Bolstered by the cultural ramifications of a black man (Jordan) taking on the NBA back in the 1990s, the AJ1s took on a life of their own. Unbanned brings in cultural influencers and style aficionados to set the record straight about the shoes’ staying power in American culture. When the game-changing commercial came out for the shoe, telling viewers that “The NBA banned the shoe, but they can’t stop you from wearing them,” Jordans became an act of defiance against the establishment. In a time where popular defiant rappers like NWA and Rev Run dominated the hip-hop scene, those shoes became the ultimate symbol of resistance and style.

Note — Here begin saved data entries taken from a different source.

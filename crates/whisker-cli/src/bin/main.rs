use std::env;
use std::fs;
use std::io::{self, Read};

const VERSION: &str = "whisker 0.1.0";

fn print_usage() {
    eprintln!("usage: whisker [options] [script]");
    eprintln!("Available options are:");
    eprintln!("  -e stat   execute string 'stat'");
    eprintln!("  -v        show version information");
    eprintln!("  -         read the script from stdin");
}

#[derive(Default)]
struct Options {
    execute_strings: Vec<String>,
    script_file: Option<String>,
    show_version: bool,
    read_stdin: bool,
}

fn parse_args() -> Result<Options, String> {
    let args: Vec<String> = env::args().collect();
    let mut opts = Options::default();
    let mut i = 1;

    while i < args.len() {
        let arg = &args[i];
        match arg.as_str() {
            "-e" => {
                i += 1;
                if i >= args.len() {
                    return Err("'-e' needs argument".to_string());
                }
                opts.execute_strings.push(args[i].clone());
            }
            "-v" => opts.show_version = true,
            "-" => opts.read_stdin = true,
            other if other.starts_with('-') && other.len() > 1 => {
                return Err(format!("unrecognized option '{other}'"));
            }
            _ => opts.script_file = Some(arg.clone()),
        }
        i += 1;
    }

    Ok(opts)
}

fn run_source(source: &str) -> Result<(), String> {
    let ctx = whisker_script::run(source);
    for line in &ctx.output {
        println!("{line}");
    }
    if !ctx.success() {
        return Err(ctx.errors.join("\n"));
    }
    Ok(())
}

fn main() {
    let opts = match parse_args() {
        Ok(opts) => opts,
        Err(e) => {
            eprintln!("whisker: {e}");
            print_usage();
            std::process::exit(1);
        }
    };

    if opts.show_version {
        println!("{VERSION}");
        if opts.execute_strings.is_empty() && opts.script_file.is_none() && !opts.read_stdin {
            return;
        }
    }

    for code in &opts.execute_strings {
        if let Err(e) = run_source(code) {
            eprintln!("whisker: {e}");
            std::process::exit(1);
        }
    }

    if let Some(filename) = &opts.script_file {
        let source = match fs::read_to_string(filename) {
            Ok(s) => s,
            Err(e) => {
                eprintln!("whisker: cannot open {filename}: {e}");
                std::process::exit(1);
            }
        };
        if let Err(e) = run_source(&source) {
            eprintln!("whisker: {e}");
            std::process::exit(1);
        }
    } else if opts.read_stdin {
        let mut source = String::new();
        if let Err(e) = io::stdin().read_to_string(&mut source) {
            eprintln!("whisker: error reading stdin: {e}");
            std::process::exit(1);
        }
        if let Err(e) = run_source(&source) {
            eprintln!("whisker: {e}");
            std::process::exit(1);
        }
    } else if opts.execute_strings.is_empty() {
        print_usage();
    }
}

Of course, the AJ1s weren’t shoes that only men wanted to wear. Women on the hip-hop scene were also touched by the shoe’s influence, popping up on the feet of heavy hitters like Queen Latifah, Salt N Peppa, and nearly every other woman on the hip-hop and R&B scenes who people looked to for what was stylish. A style icon as well as an up and coming mega-content generator, Lena Waithe was a great voice to add to this conversation, shedding light on how the shoe progressed in its history and how it had a larger influence than just style. She says in the film, “I think people assume [the AJ1s] are a hood commodity. But the hood just made it popular. People look to the hood to see what to wear, and what to do and what say.”

The film continues to interview heavy hitters, Spike Lee, Anthony Anderson, young female music artists, and of course Michael Jordan himself, all discussing the impact that Jordan’s defiance to the system in the form of the AJ1s had on everyday life off the court. Waithe says, for African-Americans, the shoes had an even larger influence. “For black people in this country, we were constantly told that we were less than or we didn’t matter. And I think there’s a direct correlation between that little black boy wanting a coveted pair of sneakers. Because when he puts them on, for a second he forgets that the world doesn’t value his life.” Unbanned does an excellent job of covering the show’s significance to African Americans and the political climate of the time, while also acknowledging the counter cultures that embraced the AJ1s, like skateboarders and fashion bloggers.